EXERCISE AIM →
After locating the line with "or missing geometry" in the data that follows, return it and every later line exactly, up to and including the line with "pub fn parse_geojson_feature(iter: &mut".

(Beginning of DATA)

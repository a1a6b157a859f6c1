use crate::{Coordinates, GeoCollection, GeoFeature, GeoProperties, GeoValue, Geometry};
use anyhow::{Context, Result, anyhow, bail};
use apelos_core::{
	byte_iterator::{
		ByteIterator, parse_array_entries, parse_number_as, parse_number_as_string, parse_object_entries,
		parse_quoted_json_string, parse_tag,
	},
	json::{JsonValue, parse_json_iter},
};
use log::warn;
use std::io::Cursor;

/// Parses a GeoJSON `FeatureCollection` from a string.
pub fn parse_geojson(json: &str) -> Result<GeoCollection> {
	super::read_geojson(Cursor::new(json))
}

/// Parses a `FeatureCollection` object at the cursor. Members other than `type` and
/// `features` (e.g. `name`, `crs`, `bbox`) are skipped.
pub fn parse_geojson_collection(iter: &mut ByteIterator) -> Result<GeoCollection> {
	let mut features = Vec::new();
	let mut object_type: Option<String> = None;

	parse_object_entries(iter, |key, iter| {
		match key.as_str() {
			"type" => object_type = Some(parse_quoted_json_string(iter)?),
			"features" => {
				let mut index = 0;
				features = parse_array_entries(iter, |iter| {
					let feature = parse_geojson_feature(iter).with_context(|| format!("in feature {index}"));
					index += 1;
					feature
				})?;
			}
			_ => {
				parse_json_iter(iter)?;
			}
		}
		Ok(())
	})?;

	check_type(object_type, "FeatureCollection")?;
	Ok(GeoCollection { features })
}

fn check_type(object_type: Option<String>, name: &str) -> Result<()> {
	let object_type = object_type.ok_or_else(|| anyhow!("{name} must have a type"))?;
	if object_type != name {
		bail!("type must be '{name}', found '{object_type}'")
	}
	Ok(())
}

/// Parses a single `Feature` object at the cursor.
///
/// A `null` or missing geometry gives a feature without geometry, a `null` or missing
/// `properties` member gives empty properties.
pub fn parse_geojson_feature(iter: &mut ByteIterator) -> Result<GeoFeature> {
	let mut object_type: Option<String> = None;
	let mut id: Option<GeoValue> = None;
	let mut geometry: Option<Geometry> = None;
	let mut properties: Option<GeoProperties> = None;

	parse_object_entries(iter, |key, iter| {
		match key.as_str() {
			"type" => object_type = Some(parse_quoted_json_string(iter)?),
			"id" => id = parse_geojson_id(iter)?,
			"geometry" => geometry = parse_geojson_geometry(iter)?,
			"properties" => properties = parse_geojson_properties(iter)?,
			_ => {
				parse_json_iter(iter)?;
			}
		}
		Ok(())
	})?;

	check_type(object_type, "Feature")?;

	Ok(GeoFeature {
		id,
		geometry,
		properties: properties.unwrap_or_default(),
	})
}

/// Consumes `null` if it is next, reporting whether it did.
fn parse_null(iter: &mut ByteIterator) -> Result<bool> {
	iter.skip_whitespace();
	if iter.peek() == Some(b'n') {
		parse_tag(iter, "null")?;
		return Ok(true);
	}
	Ok(false)
}

fn parse_geojson_id(iter: &mut ByteIterator) -> Result<Option<GeoValue>> {
	if parse_null(iter)? {
		return Ok(None);
	}
	match iter.expect_peeked_byte()? {
		b'"' => parse_quoted_json_string(iter).map(|s| Some(GeoValue::from(s))),
		b'-' | b'0'..=b'9' => parse_geojson_number(iter).map(Some),
		c => Err(iter.format_error(&format!(
			"expected a string or number as id, found character '{}'",
			c as char
		))),
	}
}

fn parse_geojson_number(iter: &mut ByteIterator) -> Result<GeoValue> {
	let number = parse_number_as_string(iter)?;
	let integer = if number.contains(['.', 'e', 'E']) {
		None
	} else if number.starts_with('-') {
		number.parse::<i64>().ok().map(GeoValue::Int)
	} else {
		number.parse::<u64>().ok().map(GeoValue::UInt)
	};
	match integer {
		Some(value) => Ok(value),
		None => number
			.parse::<f64>()
			.map(GeoValue::Double)
			.map_err(|_| iter.format_error("invalid number")),
	}
}

fn parse_geojson_value(iter: &mut ByteIterator) -> Result<GeoValue> {
	iter.skip_whitespace();
	match iter.expect_peeked_byte()? {
		b'"' => parse_quoted_json_string(iter).map(GeoValue::from),
		b'-' | b'0'..=b'9' => parse_geojson_number(iter),
		b't' => parse_tag(iter, "true").map(|()| GeoValue::Bool(true)),
		b'f' => parse_tag(iter, "false").map(|()| GeoValue::Bool(false)),
		b'n' => parse_tag(iter, "null").map(|()| GeoValue::Null),
		_ => parse_json_iter(iter).map(|json| GeoValue::from(&json)),
	}
}

fn parse_geojson_properties(iter: &mut ByteIterator) -> Result<Option<GeoProperties>> {
	if parse_null(iter)? {
		return Ok(None);
	}
	let mut list: Vec<(String, GeoValue)> = Vec::new();
	parse_object_entries(iter, |key, iter| {
		list.push((key, parse_geojson_value(iter)?));
		Ok(())
	})?;
	Ok(Some(GeoProperties::from_iter(list)))
}

fn parse_geojson_geometry(iter: &mut ByteIterator) -> Result<Option<Geometry>> {
	if parse_null(iter)? {
		return Ok(None);
	}

	let mut geometry_type: Option<String> = None;
	let mut coordinates: Option<RawCoordinates> = None;

	parse_object_entries(iter, |key, iter| {
		match key.as_str() {
			"type" => geometry_type = Some(parse_quoted_json_string(iter)?),
			"coordinates" => coordinates = Some(parse_raw_coordinates(iter)?),
			_ => {
				parse_json_iter(iter)?;
			}
		}
		Ok(())
	})?;

	let geometry_type = geometry_type.ok_or_else(|| anyhow!("geometry must have a type"))?;
	Ok(build_geometry(geometry_type, coordinates.as_ref()))
}

/// Turns a parsed `type` and `coordinates` pair into a geometry.
///
/// Unknown types become [`Geometry::Unknown`]. A known type whose coordinates are
/// missing or nested to the wrong depth is dropped with a warning, so one broken
/// feature does not make a whole layer unreadable.
fn build_geometry(geometry_type: String, coordinates: Option<&RawCoordinates>) -> Option<Geometry> {
	let geometry = match geometry_type.as_str() {
		"Point" => coordinates.and_then(RawCoordinates::to_c0).map(Geometry::new_point),
		"LineString" => coordinates.and_then(RawCoordinates::to_c1).map(Geometry::new_line_string),
		"Polygon" => coordinates.and_then(RawCoordinates::to_c2).map(Geometry::new_polygon),
		"MultiPoint" => coordinates.and_then(RawCoordinates::to_c1).map(Geometry::new_multi_point),
		"MultiLineString" => coordinates
			.and_then(RawCoordinates::to_c2)
			.map(Geometry::new_multi_line_string),
		"MultiPolygon" => coordinates.and_then(RawCoordinates::to_c3).map(Geometry::new_multi_polygon),
		_ => return Some(Geometry::Unknown(geometry_type)),
	};
	if geometry.is_none() {
		warn!("ignoring {geometry_type} geometry with missing or malformed coordinates");
	}
	geometry
}

/// The `coordinates` member before its nesting depth is checked against the type.
enum RawCoordinates {
	Number(f64),
	List(Vec<RawCoordinates>),
	Other,
}

impl RawCoordinates {
	fn as_list(&self) -> Option<&Vec<RawCoordinates>> {
		match self {
			RawCoordinates::List(list) => Some(list),
			_ => None,
		}
	}

	/// A position: at least two numbers; altitude and further values are ignored.
	fn to_c0(&self) -> Option<Coordinates> {
		match self.as_list()?.as_slice() {
			[RawCoordinates::Number(x), RawCoordinates::Number(y), ..] => Some(Coordinates::new(*x, *y)),
			_ => None,
		}
	}

	fn to_c1(&self) -> Option<Vec<Coordinates>> {
		self.as_list()?.iter().map(RawCoordinates::to_c0).collect()
	}

	fn to_c2(&self) -> Option<Vec<Vec<Coordinates>>> {
		self.as_list()?.iter().map(RawCoordinates::to_c1).collect()
	}

	fn to_c3(&self) -> Option<Vec<Vec<Vec<Coordinates>>>> {
		self.as_list()?.iter().map(RawCoordinates::to_c2).collect()
	}
}

fn parse_raw_coordinates(iter: &mut ByteIterator) -> Result<RawCoordinates> {
	iter.skip_whitespace();
	match iter.expect_peeked_byte()? {
		b'[' => parse_array_entries(iter, parse_raw_coordinates).map(RawCoordinates::List),
		b'-' | b'0'..=b'9' => parse_number_as::<f64>(iter).map(RawCoordinates::Number),
		_ => parse_json_iter(iter).map(|value| match value {
			JsonValue::Number(n) => RawCoordinates::Number(n),
			_ => RawCoordinates::Other,
		}),
	}
}
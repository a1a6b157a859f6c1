use anyhow::{Context, Result, anyhow, ensure};
use apelos::{
	config::ViewerConfig,
	geometry::{GeoFeature, geojson::read_geojson_file},
	viewer::{ScreenSize, all_features, load_layers, plan_fit},
};
use std::path::PathBuf;

#[derive(clap::Args, Debug)]
#[command(arg_required_else_help = true, disable_version_flag = true, verbatim_doc_comment)]
pub struct Subcommand {
	/// GeoJSON files (FeatureCollections). The extent covers the features of all of them.
	/// Without files, the layers of the configuration are read.
	#[arg(num_args = 0.., verbatim_doc_comment)]
	files: Vec<PathBuf>,

	/// Also print the camera that fits the extent into a map of this size, e.g. "1280x720".
	#[arg(long, value_name = "WIDTHxHEIGHT")]
	fit: Option<String>,

	/// Viewer configuration (YAML) with the layers and the fit options.
	#[arg(short, long, value_name = "FILE")]
	config: Option<PathBuf>,
}

pub fn run(arguments: &Subcommand) -> Result<()> {
	let viewport = arguments.fit.as_deref().map(parse_viewport).transpose()?;

	let config = match &arguments.config {
		Some(path) => ViewerConfig::from_path(path)?,
		None => ViewerConfig::default(),
	};

	let features: Vec<GeoFeature> = if arguments.files.is_empty() {
		ensure!(
			arguments.config.is_some(),
			"give at least one GeoJSON file or a configuration with layers"
		);
		all_features(&load_layers(&config))
	} else {
		let mut features = Vec::new();
		for path in &arguments.files {
			let collection = read_geojson_file(path)?;
			log::info!("loaded {} features from {:?}", collection.len(), path);
			features.extend(collection.features);
		}
		features
	};

	let Some(plan) = plan_fit(&features, &config.fit) else {
		println!("null");
		return Ok(());
	};

	println!("{}", plan.bounds.as_string_json());
	if let Some(viewport) = viewport {
		let camera = plan.camera(viewport.width, viewport.height);
		println!(
			"{{\"center\":[{:.6},{:.6}],\"zoom\":{:.2}}}",
			camera.center[0], camera.center[1], camera.zoom
		);
	}
	Ok(())
}

/// Parses `"<width>x<height>"` in pixels.
fn parse_viewport(text: &str) -> Result<ScreenSize> {
	let (width, height) = text
		.split_once(['x', 'X'])
		.ok_or_else(|| anyhow!("viewport \"{text}\" must look like 1280x720"))?;
	let parse = |value: &str| {
		value
			.trim()
			.parse::<f64>()
			.with_context(|| format!("invalid viewport size \"{text}\""))
	};
	let size = ScreenSize::new(parse(width)?, parse(height)?);
	ensure!(
		size.width > 0.0 && size.height > 0.0,
		"viewport \"{text}\" must have a positive width and height"
	);
	Ok(size)
}
use super::JsonValue;

/// Compact JSON without whitespace. Object keys come out sorted.
#[must_use]
pub fn stringify(json: &JsonValue) -> String {
	match json {
		JsonValue::String(s) => format!("\"{}\"", escape_json_string(s)),
		JsonValue::Number(n) => stringify_number(*n),
		JsonValue::Boolean(b) => b.to_string(),
		JsonValue::Null => String::from("null"),
		JsonValue::Array(arr) => arr.stringify(),
		JsonValue::Object(obj) => obj.stringify(),
	}
}

/// Non-finite numbers have no JSON form and are written as `null`.
fn stringify_number(n: f64) -> String {
	if n.is_finite() { n.to_string() } else { String::from("null") }
}

/// Pretty JSON: containers that fit into `max_width` stay on one line, others are
/// broken up with two-space indentation.
#[must_use]
pub fn stringify_pretty_multi_line(json: &JsonValue, max_width: usize, depth: usize, indention: usize) -> String {
	let single_line = stringify_pretty_single_line(json);
	if single_line.len() + indention <= max_width {
		return single_line;
	}
	match json {
		JsonValue::Array(arr) => arr.stringify_pretty_multi_line(max_width, depth),
		JsonValue::Object(obj) => obj.stringify_pretty_multi_line(max_width, depth),
		_ => single_line,
	}
}

#[must_use]
pub fn stringify_pretty_single_line(json: &JsonValue) -> String {
	match json {
		JsonValue::Array(arr) => arr.stringify_pretty_single_line(),
		JsonValue::Object(obj) => obj.stringify_pretty_single_line(),
		_ => stringify(json),
	}
}

#[must_use]
pub fn escape_json_string(input: &str) -> String {
	let mut escaped = String::with_capacity(input.len() + 2);
	for c in input.chars() {
		match c {
			'"' => escaped.push_str("\\\""),
			'\\' => escaped.push_str("\\\\"),
			'\n' => escaped.push_str("\\n"),
			'\r' => escaped.push_str("\\r"),
			'\t' => escaped.push_str("\\t"),
			'\u{08}' => escaped.push_str("\\b"),
			'\u{0c}' => escaped.push_str("\\f"),
			c if c.is_control() => escaped.push_str(&format!("\\u{:04x}", c as u32)),
			c => escaped.push(c),
		}
	}
	escaped
}
use crate::json::{JsonArray, JsonObject, parse_json_str, stringify};
use anyhow::{Result, bail};

/// Any JSON value.
#[derive(Clone, Debug, PartialEq)]
pub enum JsonValue {
	Array(JsonArray),
	Boolean(bool),
	Null,
	Number(f64),
	Object(JsonObject),
	String(String),
}

impl JsonValue {
	pub fn parse_str(json: &str) -> Result<JsonValue> {
		parse_json_str(json)
	}

	#[must_use]
	pub fn type_as_str(&self) -> &'static str {
		use JsonValue::*;
		match self {
			Array(_) => "array",
			Boolean(_) => "boolean",
			Null => "null",
			Number(_) => "number",
			Object(_) => "object",
			String(_) => "string",
		}
	}

	#[must_use]
	pub fn stringify(&self) -> String {
		stringify(self)
	}

	#[must_use]
	pub fn is_null(&self) -> bool {
		matches!(self, JsonValue::Null)
	}

	pub fn as_array(&self) -> Result<&JsonArray> {
		match self {
			JsonValue::Array(array) => Ok(array),
			_ => bail!("expected an array, found a {}", self.type_as_str()),
		}
	}

	pub fn as_object(&self) -> Result<&JsonObject> {
		match self {
			JsonValue::Object(object) => Ok(object),
			_ => bail!("expected an object, found a {}", self.type_as_str()),
		}
	}

	pub fn into_object(self) -> Result<JsonObject> {
		match self {
			JsonValue::Object(object) => Ok(object),
			_ => bail!("expected an object, found a {}", self.type_as_str()),
		}
	}

	pub fn as_str(&self) -> Result<&str> {
		match self {
			JsonValue::String(text) => Ok(text),
			_ => bail!("expected a string, found a {}", self.type_as_str()),
		}
	}

	pub fn as_string(&self) -> Result<String> {
		self.as_str().map(str::to_owned)
	}

	pub fn as_number(&self) -> Result<f64> {
		match self {
			JsonValue::Number(value) => Ok(*value),
			_ => bail!("expected a number, found a {}", self.type_as_str()),
		}
	}

	pub fn as_bool(&self) -> Result<bool> {
		match self {
			JsonValue::Boolean(value) => Ok(*value),
			_ => bail!("expected a boolean, found a {}", self.type_as_str()),
		}
	}
}

impl From<&str> for JsonValue {
	fn from(input: &str) -> Self {
		JsonValue::String(input.to_string())
	}
}

impl From<&String> for JsonValue {
	fn from(input: &String) -> Self {
		JsonValue::String(input.clone())
	}
}

impl From<String> for JsonValue {
	fn from(input: String) -> Self {
		JsonValue::String(input)
	}
}

impl From<bool> for JsonValue {
	fn from(input: bool) -> Self {
		JsonValue::Boolean(input)
	}
}

impl From<&JsonValue> for JsonValue {
	fn from(input: &JsonValue) -> Self {
		input.clone()
	}
}

impl From<JsonArray> for JsonValue {
	fn from(input: JsonArray) -> Self {
		JsonValue::Array(input)
	}
}

impl From<JsonObject> for JsonValue {
	fn from(input: JsonObject) -> Self {
		JsonValue::Object(input)
	}
}

impl<T> From<Vec<T>> for JsonValue
where
	JsonValue: From<T>,
{
	fn from(input: Vec<T>) -> Self {
		JsonValue::Array(JsonArray::from(input))
	}
}

impl<T, const N: usize> From<[T; N]> for JsonValue
where
	JsonValue: From<T>,
{
	fn from(input: [T; N]) -> Self {
		JsonValue::Array(JsonArray::from(input))
	}
}

impl<T> From<Option<T>> for JsonValue
where
	JsonValue: From<T>,
{
	fn from(input: Option<T>) -> Self {
		input.map_or(JsonValue::Null, JsonValue::from)
	}
}
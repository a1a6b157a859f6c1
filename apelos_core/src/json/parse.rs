use super::{JsonArray, JsonObject, JsonValue};
use crate::byte_iterator::{
	ByteIterator, parse_array_entries, parse_number_as, parse_object_entries, parse_quoted_json_string, parse_tag,
};
use anyhow::{Context, Result};
use std::{collections::BTreeMap, io::Cursor};

/// Parses a complete JSON document; trailing non-whitespace is an error.
pub fn parse_json_str(json: &str) -> Result<JsonValue> {
	let mut iter = ByteIterator::from_reader(Cursor::new(json), true);
	let value = parse_json_iter(&mut iter).context("while parsing JSON")?;
	if !iter.is_exhausted() {
		return Err(iter.format_error("unexpected data after JSON value"));
	}
	Ok(value)
}

/// Parses the next JSON value at the cursor.
pub fn parse_json_iter(iter: &mut ByteIterator) -> Result<JsonValue> {
	iter.skip_whitespace();
	match iter.expect_peeked_byte()? {
		b'[' => parse_array_entries(iter, parse_json_iter).map(|items| JsonValue::Array(JsonArray(items))),
		b'{' => parse_json_object(iter).map(JsonValue::Object),
		b'"' => parse_quoted_json_string(iter).map(JsonValue::String),
		b'-' | b'+' | b'0'..=b'9' => parse_number_as::<f64>(iter).map(JsonValue::Number),
		b't' => parse_tag(iter, "true").map(|()| JsonValue::Boolean(true)),
		b'f' => parse_tag(iter, "false").map(|()| JsonValue::Boolean(false)),
		b'n' => parse_tag(iter, "null").map(|()| JsonValue::Null),
		c => Err(iter.format_error(&format!("unexpected character '{}'", c as char))),
	}
}

fn parse_json_object(iter: &mut ByteIterator) -> Result<JsonObject> {
	let mut map = BTreeMap::new();
	parse_object_entries(iter, |key, iter| {
		map.insert(key, parse_json_iter(iter)?);
		Ok(())
	})?;
	Ok(JsonObject(map))
}

#[cfg(test)]
mod tests {
	use super::*;
	use pretty_assertions::assert_eq;

	#[test]
	fn nested_document() -> Result<()> {
		let json = parse_json_str(
			r#"{"name":"Apelos","center":[-43.1895,-22.9068],"visible":true,"cluster":{"radius":50},"note":null}"#,
		)?;
		let mut cluster = JsonObject::new();
		cluster.set("radius", 50);
		let mut expected = JsonObject::new();
		expected.set("name", "Apelos");
		expected.set("center", vec![-43.1895, -22.9068]);
		expected.set("visible", true);
		expected.set("cluster", cluster);
		expected.set("note", JsonValue::Null);
		assert_eq!(json, JsonValue::Object(expected));
		Ok(())
	}

	#[test]
	fn whitespace_everywhere() -> Result<()> {
		let template = r#"_{_"a"_:_[_{_"b"_:_7_,_"c"_:_true_}_,_null_]_}_"#;
		let expected = parse_json_str(&template.replace('_', ""))?;
		for ws in [" ", "\t", "\n", "\r\n"] {
			assert_eq!(parse_json_str(&template.replace('_', ws))?, expected);
		}
		Ok(())
	}

	#[test]
	fn empty_containers() -> Result<()> {
		assert_eq!(parse_json_str("{}")?, JsonValue::Object(JsonObject::new()));
		assert_eq!(parse_json_str("[]")?, JsonValue::Array(JsonArray::default()));
		Ok(())
	}

	#[test]
	fn reports_position() {
		let error = parse_json_str(r#"{"city":"Rio","state","RJ"}"#).unwrap_err();
		assert_eq!(
			error.root_cause().to_string(),
			"expected ':' at position 22: {\"city\":\"Rio\",\"state\","
		);
	}

	#[test]
	fn rejects_trailing_data() {
		assert!(parse_json_str("[1] 2").is_err());
		assert!(parse_json_str("nul").is_err());
		assert!(parse_json_str("").is_err());
	}
}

(End of DATA)

EXERCISE RESULT →
/// A `null` or missing geometry gives a feature without geometry, a `null` or missing
/// `properties` member gives empty properties.
pub fn parse_geojson_feature(iter: &mut ByteIterator) -> Result<GeoFeature> {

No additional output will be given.